= Task item =
Within the records below, how many lines hold the string "entry"? State that number and nothing else.

= Records provided =

☆ ☆ ☆ ☆ ☆ ☆ ☆

//! Fifteen - a sliding-tile puzzle with an on-demand render loop
//!
//! Core modules:
//! - `puzzle`: Board state machine (tiles, shuffle, moves, animation)
//! - `scheduler`: Coalescing frame scheduler exposing frames as a `Stream`
//! - `app`: Controller tying input, puzzle and scheduler together
//! - `pick`: Camera and ray casting against tile boxes
//! - `platform`: Frame hosts (manual for headless, requestAnimationFrame on web)
//! - `renderer`: Render surfaces (ASCII log, 2D canvas)
//! - `persistence`: Versioned board saves

pub mod app;
pub mod error;
pub mod persistence;
pub mod pick;
pub mod platform;
pub mod puzzle;
pub mod renderer;
pub mod scheduler;
pub mod settings;

pub use app::{Controller, LoopState, RenderSurface};
pub use error::{ConfigError, MoveError};
pub use puzzle::{PuzzleField, Tile, TileId};
pub use scheduler::{FrameHost, FrameScheduler, FrameToken};
pub use settings::Settings;

/// Puzzle configuration constants
pub mod consts {
    /// Board side length of the classic 15-puzzle
    pub const DEFAULT_WIDTH: usize = 4;
    /// Smallest board that still has a move to make
    pub const MIN_WIDTH: usize = 2;
    /// Largest board the layout and shuffle are tuned for
    pub const MAX_WIDTH: usize = 8;

    /// Tile footprint on the board plane (world units)
    pub const TILE_EXTENT: f32 = 1.0;
    /// Tile thickness along the vertical axis
    pub const TILE_HEIGHT: f32 = 0.1;
    /// Gap between neighbouring tiles
    pub const TILE_GUTTER: f32 = 0.1;

    /// Time (ms) over which the remaining distance is covered at full rate
    pub const ANIMATION_DURATION_MS: f64 = 100.0;
    /// Per-axis distance under which a tile counts as settled
    pub const SETTLE_EPSILON: f32 = 1e-4;
}

/// Convert a pixel position inside a viewport to normalized device coordinates
///
/// x grows right and y grows up, both in [-1, 1].
#[inline]
pub fn pixels_to_ndc(x: f32, y: f32, viewport: (f32, f32)) -> glam::Vec2 {
    let (w, h) = viewport;
    if w <= 0.0 || h <= 0.0 {
        return glam::Vec2::ZERO;
    }
    glam::Vec2::new(x / w * 2.0 - 1.0, -(y / h) * 2.0 + 1.0)
}
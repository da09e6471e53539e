//! Fifteen entry point
//!
//! Handles platform-specific initialization and starts the render loop.

#[cfg(target_arch = "wasm32")]
use wasm_bindgen::prelude::*;

#[cfg(target_arch = "wasm32")]
mod wasm_game {
    use std::cell::RefCell;
    use std::rc::Rc;
    use wasm_bindgen::prelude::*;
    use web_sys::{CanvasRenderingContext2d, HtmlCanvasElement, KeyboardEvent, MouseEvent};

    use fifteen::app::{self, Controller};
    use fifteen::persistence;
    use fifteen::pick::{BoxCaster, Camera};
    use fifteen::platform::web::RafHost;
    use fifteen::renderer::CanvasSurface;
    use fifteen::{FrameScheduler, PuzzleField, Settings};

    type Game = Controller<CanvasSurface, BoxCaster>;

    fn fresh_field(settings: &Settings) -> PuzzleField {
        let seed = settings.seed_or(js_sys::Date::now() as u64);
        log::info!("New board with seed: {}", seed);
        PuzzleField::new(settings.width, seed)
    }

    pub async fn run() {
        console_error_panic_hook::set_once();
        console_log::init_with_level(log::Level::Info).expect("Failed to init logger");

        log::info!("Fifteen starting...");

        let window = web_sys::window().expect("no window");
        let document = window.document().expect("no document");

        let canvas: HtmlCanvasElement = document
            .get_element_by_id("canvas")
            .expect("no canvas")
            .dyn_into()
            .expect("not a canvas");
        let ctx: CanvasRenderingContext2d = canvas
            .get_context("2d")
            .ok()
            .flatten()
            .expect("no 2d context")
            .dyn_into()
            .expect("not a 2d context");

        let mut settings = Settings::load();
        for problem in settings.sanitize() {
            log::error!("Settings: {}", problem);
        }

        let (field, moves) = match persistence::load() {
            Some((field, moves)) if settings.resume_saved && !field.is_completed() => {
                log::info!("Resuming saved board ({} moves)", moves);
                (field, moves)
            }
            _ => (fresh_field(&settings), 0),
        };

        let scheduler = FrameScheduler::new(Rc::new(RafHost::new(window.clone())));
        let surface = CanvasSurface::new(ctx, Camera::top_down(1.0), canvas.width(), canvas.height());
        let mut game = Controller::new(scheduler, field, surface, BoxCaster::new(Camera::top_down(1.0)))
            .with_moves(moves);
        game.apply_settings(&settings);
        let game = Rc::new(RefCell::new(game));

        fit_canvas(&window, &canvas, &game);
        setup_input_handlers(&window, &canvas, game.clone(), settings);

        wasm_bindgen_futures::spawn_local(app::run(game));

        log::info!("Fifteen running!");
    }

    /// Match the canvas backing store to its CSS size
    fn fit_canvas(window: &web_sys::Window, canvas: &HtmlCanvasElement, game: &Rc<RefCell<Game>>) {
        let dpr = window.device_pixel_ratio();
        let width = (canvas.client_width() as f64 * dpr) as u32;
        let height = (canvas.client_height() as f64 * dpr) as u32;
        canvas.set_width(width);
        canvas.set_height(height);
        game.borrow_mut().resize(width, height);
    }

    /// Pointer position in backing-store pixels
    fn canvas_point(canvas: &HtmlCanvasElement, event: &MouseEvent) -> (f32, f32) {
        let rect = canvas.get_bounding_client_rect();
        let sx = canvas.width() as f64 / rect.width().max(1.0);
        let sy = canvas.height() as f64 / rect.height().max(1.0);
        (
            ((event.client_x() as f64 - rect.left()) * sx) as f32,
            ((event.client_y() as f64 - rect.top()) * sy) as f32,
        )
    }

    fn setup_input_handlers(
        window: &web_sys::Window,
        canvas: &HtmlCanvasElement,
        game: Rc<RefCell<Game>>,
        settings: Settings,
    ) {
        // Hover
        {
            let game = game.clone();
            let canvas_clone = canvas.clone();
            let closure = Closure::<dyn FnMut(_)>::new(move |event: MouseEvent| {
                let (x, y) = canvas_point(&canvas_clone, &event);
                game.borrow_mut().pointer_move(x, y);
            });
            let _ = canvas
                .add_event_listener_with_callback("mousemove", closure.as_ref().unchecked_ref());
            closure.forget();
        }

        // Click to slide
        {
            let game = game.clone();
            let canvas_clone = canvas.clone();
            let closure = Closure::<dyn FnMut(_)>::new(move |event: MouseEvent| {
                let (x, y) = canvas_point(&canvas_clone, &event);
                let mut g = game.borrow_mut();
                if g.pointer_down(x, y).is_some() {
                    if g.field().is_completed() {
                        persistence::clear();
                    } else {
                        persistence::save(g.field(), g.moves());
                    }
                }
            });
            let _ = canvas
                .add_event_listener_with_callback("mousedown", closure.as_ref().unchecked_ref());
            closure.forget();
        }

        // Window resize
        {
            let game = game.clone();
            let window_clone = window.clone();
            let canvas_clone = canvas.clone();
            let closure = Closure::<dyn FnMut(_)>::new(move |_event: web_sys::Event| {
                fit_canvas(&window_clone, &canvas_clone, &game);
            });
            let _ = window
                .add_event_listener_with_callback("resize", closure.as_ref().unchecked_ref());
            closure.forget();
        }

        // Keyboard: N shuffles a new board, H toggles hover highlight
        {
            let mut settings = settings;
            let closure = Closure::<dyn FnMut(_)>::new(move |event: KeyboardEvent| {
                match event.key().as_str() {
                    "n" | "N" => {
                        persistence::clear();
                        game.borrow_mut().replace_field(fresh_field(&settings), 0);
                    }
                    "h" | "H" => {
                        settings.hover_highlight = !settings.hover_highlight;
                        game.borrow_mut().apply_settings(&settings);
                        settings.save();
                    }
                    _ => {}
                }
            });
            let _ = window
                .add_event_listener_with_callback("keydown", closure.as_ref().unchecked_ref());
            closure.forget();
        }
    }
}

#[cfg(target_arch = "wasm32")]
#[wasm_bindgen(start)]
pub async fn wasm_main() {
    wasm_game::run().await;
}

#[cfg(not(target_arch = "wasm32"))]
fn main() {
    env_logger::init();
    log::info!("Fifteen (native) starting...");
    log::info!("Native mode runs a headless demo - run with `trunk serve` for the web version");

    let settings = native::settings_from_args(std::env::args().nth(1));
    native::run_demo(&settings);
}

#[cfg(target_arch = "wasm32")]
fn main() {
    // WASM entry point is wasm_main, this is just to satisfy the compiler
}

#[cfg(not(target_arch = "wasm32"))]
mod native {
    use std::cell::RefCell;
    use std::rc::Rc;
    use std::time::{SystemTime, UNIX_EPOCH};

    use futures::executor::LocalPool;
    use futures::task::LocalSpawnExt;

    use fifteen::app::{self, Controller, LoopState};
    use fifteen::pick::{BoxCaster, Camera};
    use fifteen::platform::ManualHost;
    use fifteen::renderer::AsciiSurface;
    use fifteen::settings::BoardPreset;
    use fifteen::{FrameScheduler, PuzzleField, Settings};

    const VIEWPORT: (u32, u32) = (800, 800);
    const FRAME_MS: f64 = 1000.0 / 60.0;
    const DEMO_MOVES: usize = 6;

    /// Settings from a preset name, a JSON file path, or defaults
    pub fn settings_from_args(arg: Option<String>) -> Settings {
        let Some(arg) = arg else {
            return Settings::default();
        };
        if let Some(preset) = BoardPreset::from_str(&arg) {
            log::info!("Using {} preset", preset.as_str());
            return Settings::from_preset(preset);
        }
        match std::fs::read_to_string(&arg) {
            Ok(json) => Settings::from_json(&json).unwrap_or_else(|err| {
                log::error!("Bad settings file {}: {}", arg, err);
                Settings::default()
            }),
            Err(err) => {
                log::error!("Cannot read {}: {}", arg, err);
                Settings::default()
            }
        }
    }

    /// Slide a few tiles through the full input → frame → render path
    pub fn run_demo(settings: &Settings) {
        let mut settings = settings.clone();
        for problem in settings.sanitize() {
            log::error!("Settings: {}", problem);
        }

        let entropy = SystemTime::now()
            .duration_since(UNIX_EPOCH)
            .map(|d| d.as_nanos() as u64)
            .unwrap_or(0);
        let seed = settings.seed_or(entropy);
        log::info!("Board seed: {}", seed);

        let host = ManualHost::new();
        let scheduler = FrameScheduler::new(host.clone());
        let field = PuzzleField::new(settings.width, seed);
        let camera = Camera::top_down(1.0);
        let mut controller = Controller::new(
            scheduler,
            field,
            AsciiSurface::default(),
            BoxCaster::new(camera.clone()),
        );
        controller.apply_settings(&settings);
        controller.resize(VIEWPORT.0, VIEWPORT.1);
        let game = Rc::new(RefCell::new(controller));

        let mut pool = LocalPool::new();
        if let Err(err) = pool.spawner().spawn_local(app::run(game.clone())) {
            log::error!("Could not start render loop: {}", err);
            return;
        }

        let mut time = 0.0;
        let mut pump = |pool: &mut LocalPool| {
            pool.run_until_stalled();
            while game.borrow().state() != LoopState::Idle {
                time += FRAME_MS;
                host.fire(time);
                pool.run_until_stalled();
            }
        };
        pump(&mut pool);
        println!("Shuffled:\n{}", game.borrow().surface().last_frame);

        let mut previous = None;
        for _ in 0..DEMO_MOVES {
            let (x, y) = {
                let g = game.borrow();
                let field = g.field();
                let layout = field.layout();
                // Avoid undoing the previous slide when there is a choice
                let neighbors = layout.neighbors(field.empty_place());
                let place = neighbors
                    .iter()
                    .copied()
                    .find(|&p| Some(p) != previous)
                    .unwrap_or(neighbors[0]);
                let ndc = camera.world_to_ndc(layout.to_world(layout.target(place)));
                (
                    (ndc.x + 1.0) / 2.0 * VIEWPORT.0 as f32,
                    (1.0 - ndc.y) / 2.0 * VIEWPORT.1 as f32,
                )
            };

            let moved = game.borrow_mut().pointer_down(x, y);
            if let Some(mv) = moved {
                previous = Some(mv.to);
                pump(&mut pool);
                println!("Slid {}:\n{}", mv.tile.0, game.borrow().surface().last_frame);
            }
        }

        let g = game.borrow();
        println!(
            "{} moves, {} frames rendered, solved: {}",
            g.moves(),
            g.surface().frames_rendered,
            g.field().is_completed()
        );
        drop(g);

        game.borrow_mut().shutdown();
        pool.run();
    }
}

☆ ☆ ☆ ☆ ☆ ☆ ☆

= Task result =
2